Vielstimmig und breit vernetzt
Für die Installation „Migration der Stimmen“ haben Jugendliche Familienmitglieder nach ihren Migrationserfahrungen befragt und die Verbindungen zwischen den verschiedenen Herkunftsstädten und Frankfurt mit Fäden visualisiert. Die Interview-Aufnahmen sind in alten Telefonen „versteckt“, man kann ihnen über die Hörer lauschen.
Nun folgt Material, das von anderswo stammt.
//! Per-session record assembly.

use bytes::{Buf, BytesMut};
use log::{debug, warn};
use uuid::Uuid;

use wristlink_protocol::{
    DeviceEvent, DATALOG_ITEM_CSTRING, DATALOG_TAG_SLEEP,
};

/// Lifecycle state of a data log session.
#[derive(Debug, Clone, Copy, PartialEq, Eq)]
pub enum SessionState {
    /// Created by an OPEN message; no data received yet.
    Open,
    /// At least one chunk has been received.
    Receiving,
    /// Ended by a CLOSE message or transport teardown.
    Closed,
}

/// One open log stream, keyed by its device-assigned session id.
#[derive(Debug)]
pub struct DatalogSession {
    id: u8,
    uuid: Uuid,
    tag: u32,
    item_type: u8,
    item_size: u16,
    created_at: u32,
    description: &'static str,
    state: SessionState,
    buffer: BytesMut,
}

/// Size of one sleep monitor record:
/// window_start(4) + window_end(4) + base_timestamp(4) + alarm_fired(1).
const SLEEP_ITEM_SIZE: usize = 13;

impl DatalogSession {
    /// Create a session from an OPEN header. `item_size` must be non-zero
    /// for fixed-size item types (the tracker validates this).
    pub fn new(id: u8, uuid: Uuid, created_at: u32, tag: u32, item_type: u8, item_size: u16) -> Self {
        let description = match tag {
            DATALOG_TAG_SLEEP => "sleep monitor",
            _ => "(unknown)",
        };
        DatalogSession {
            id,
            uuid,
            tag,
            item_type,
            item_size,
            created_at,
            description,
            state: SessionState::Open,
            buffer: BytesMut::new(),
        }
    }

    /// The device-assigned session id.
    pub fn id(&self) -> u8 {
        self.id
    }

    /// The owning application uuid.
    pub fn uuid(&self) -> Uuid {
        self.uuid
    }

    /// The session's log tag.
    pub fn tag(&self) -> u32 {
        self.tag
    }

    /// Creation timestamp reported by the device (unix seconds).
    pub fn created_at(&self) -> u32 {
        self.created_at
    }

    /// Human-readable tag description.
    pub fn description(&self) -> &'static str {
        self.description
    }

    /// Current lifecycle state.
    pub fn state(&self) -> SessionState {
        self.state
    }

    /// Number of bytes accumulated toward the next item.
    pub fn buffered_len(&self) -> usize {
        self.buffer.len()
    }

    /// Append a chunk and surface every completed item as a device event.
    ///
    /// Chunks are applied in arrival order; a chunk may complete zero, one,
    /// or several items.
    pub fn append(&mut self, chunk: &[u8]) -> Vec<DeviceEvent> {
        self.state = SessionState::Receiving;
        self.buffer.extend_from_slice(chunk);

        let mut events = Vec::new();
        while let Some(item) = self.take_item() {
            if let Some(event) = self.interpret_item(&item) {
                events.push(event);
            }
        }
        events
    }

    /// Close the session, discarding any partially accumulated item.
    pub fn close(&mut self) {
        if !self.buffer.is_empty() {
            debug!(
                "datalog session {}: discarding {} byte partial item at close",
                self.id,
                self.buffer.len()
            );
            self.buffer.clear();
        }
        self.state = SessionState::Closed;
    }

    /// Split one complete item off the front of the buffer, if available.
    ///
    /// Fixed-size item types complete at exactly `item_size` bytes; the
    /// c-string item type completes at its NUL terminator.
    fn take_item(&mut self) -> Option<Vec<u8>> {
        if self.item_type == DATALOG_ITEM_CSTRING {
            let end = self.buffer.iter().position(|&b| b == 0)?;
            let item = self.buffer.split_to(end).to_vec();
            self.buffer.advance(1); // Drop the terminator.
            Some(item)
        } else {
            let size = self.item_size as usize;
            if self.buffer.len() < size {
                return None;
            }
            Some(self.buffer.split_to(size).to_vec())
        }
    }

    /// Turn one complete item into a device event.
    fn interpret_item(&self, item: &[u8]) -> Option<DeviceEvent> {
        if self.tag == DATALOG_TAG_SLEEP {
            if item.len() != SLEEP_ITEM_SIZE {
                warn!(
                    "datalog session {}: sleep record with size {}, expected {}",
                    self.id,
                    item.len(),
                    SLEEP_ITEM_SIZE
                );
                return None;
            }
            let window_start = u32::from_le_bytes([item[0], item[1], item[2], item[3]]);
            let window_end = u32::from_le_bytes([item[4], item[5], item[6], item[7]]);
            let base_timestamp = u32::from_le_bytes([item[8], item[9], item[10], item[11]]);
            let alarm_fired = item[12] != 0;
            return Some(DeviceEvent::SleepMonitorResult {
                window_start,
                window_end,
                base_timestamp,
                alarm_fired,
            });
        }

        Some(DeviceEvent::DatalogRecord {
            uuid: self.uuid,
            tag: self.tag,
            data: item.to_vec(),
        })
    }
}

#[cfg(test)]
mod tests {
    use super::*;
    use wristlink_protocol::DATALOG_ITEM_BYTES;

    fn test_uuid() -> Uuid {
        Uuid::from_bytes([3; 16])
    }

    fn sleep_item(start: u32, end: u32, base: u32, alarm: bool) -> Vec<u8> {
        let mut item = Vec::with_capacity(SLEEP_ITEM_SIZE);
        item.extend_from_slice(&start.to_le_bytes());
        item.extend_from_slice(&end.to_le_bytes());
        item.extend_from_slice(&base.to_le_bytes());
        item.push(alarm as u8);
        item
    }

    #[test]
    fn test_fixed_size_items_across_chunks() {
        let mut session =
            DatalogSession::new(1, test_uuid(), 0, 999, DATALOG_ITEM_BYTES, 4);

        // First chunk completes one item and leaves two bytes over.
        let events = session.append(&[1, 2, 3, 4, 5, 6]);
        assert_eq!(events.len(), 1);
        assert_eq!(session.buffered_len(), 2);

        // Second chunk completes the straddling item.
        let events = session.append(&[7, 8]);
        assert_eq!(events.len(), 1);
        match &events[0] {
            DeviceEvent::DatalogRecord { data, tag, .. } => {
                assert_eq!(*tag, 999);
                assert_eq!(data, &vec![5, 6, 7, 8]);
            }
            other => panic!("unexpected event: {:?}", other),
        }
        assert_eq!(session.buffered_len(), 0);
    }

    #[test]
    fn test_cstring_items() {
        let mut session =
            DatalogSession::new(1, test_uuid(), 0, 999, DATALOG_ITEM_CSTRING, 0);

        let events = session.append(b"first\0sec");
        assert_eq!(events.len(), 1);
        match &events[0] {
            DeviceEvent::DatalogRecord { data, .. } => assert_eq!(data, b"first"),
            other => panic!("unexpected event: {:?}", other),
        }

        let events = session.append(b"ond\0");
        assert_eq!(events.len(), 1);
        match &events[0] {
            DeviceEvent::DatalogRecord { data, .. } => assert_eq!(data, b"second"),
            other => panic!("unexpected event: {:?}", other),
        }
    }

    #[test]
    fn test_sleep_records() {
        let mut session = DatalogSession::new(
            2,
            test_uuid(),
            0,
            DATALOG_TAG_SLEEP,
            DATALOG_ITEM_BYTES,
            SLEEP_ITEM_SIZE as u16,
        );

        let events = session.append(&sleep_item(1000, 2000, 500, true));
        assert_eq!(
            events,
            vec![DeviceEvent::SleepMonitorResult {
                window_start: 1000,
                window_end: 2000,
                base_timestamp: 500,
                alarm_fired: true,
            }]
        );
    }

    #[test]
    fn test_close_discards_partial() {
        let mut session =
            DatalogSession::new(1, test_uuid(), 0, 999, DATALOG_ITEM_BYTES, 8);

        let events = session.append(&[1, 2, 3]);
        assert!(events.is_empty());
        assert_eq!(session.buffered_len(), 3);

        session.close();
        assert_eq!(session.state(), SessionState::Closed);
        assert_eq!(session.buffered_len(), 0);
    }
}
Ein anderer Bereich betrachtet die Änderungsschneiderei als spannenden Knotenpunkt migrantischer Biografien: Rund 400 solcher Betriebe werden in Frankfurt von Menschen mit Migrationsgeschichte betrieben! Mit einfachen Mitteln und oft auf kleinstem Raum schufen sie sich auf diese Weise wirtschaftliche Unabhängigkeit.
Leben als „Kofferkind“
Als nächstes Thema erwarteten uns die Erfahrungen der „Kofferkinder“: Kinder der ersten Gastarbeiter*innen-Generation, die zunächst in den Herkunftsländern bleiben mussten und ihre Eltern monatelang nicht sahen oder auch selbst zwischen den Ländern hin- und herpendelten. Sehnsucht nach Mutter oder Vater, Verlust der alten Heimat, Gefühle wie Zerrissenheit und Ungewissheit kommen in den Aufzeichnungen und Gedichten von Tamara Labas zum Ausdruck, die auf hellen Tuchbahnen um einen einsamen Teddybär drapiert sind.
Schattenseiten der Migration: „Bitter Things“
Um die Schattenseiten transnationaler Mutterschaft geht es in der Installation „Bitter Things“ des Künstlerkollektivs bi’bak. Sie fragt danach, wie Frauen Mutterschaft leben, wenn sie teilweise monatelang von ihren Kindern getrennt sind. Oft spielen kostspielige Geschenke eine Rolle, mit denen die fehlende Nähe ausgeglichen werden soll – Konflikte sind dabei natürlich geradezu vorprogrammiert. (Interessant in diesem Zusammenhang: Die abwesenden Väter sind wieder einmal kein Thema.)
Auch das Phänomen der Kettenmigration wird beleuchtet: Dazu kommt es, weil insbesondere die Care-Arbeit – Fürsorge für Kinder und alte Menschen, Haushaltsführung, Putzen und anderes – auch in den Herkunftsländern der Migrantinnen ausgelagert wird, wo wiederum Menschen aus noch ärmeren Ländern diese Arbeiten übernehmen, die ihre eigenen Angehörigen ebenfalls zurücklassen müssen.
Mein Fazit: Eine bunte, unglaublich reiche Ausstellung voller kleiner und großer Geschichten über Migration, über Aufbruch und Ankommen, über Ängste, Sehnsucht und Hoffnung, über Scheitern ebenso wie Gelingen. Gerade heute, wo rechte Populisten gegen Migration und Vielfalt hetzen, sind diese Perspektiven wichtiger denn je. Also – nichts wie hin, die Ausstellung läuft noch bis 5. April.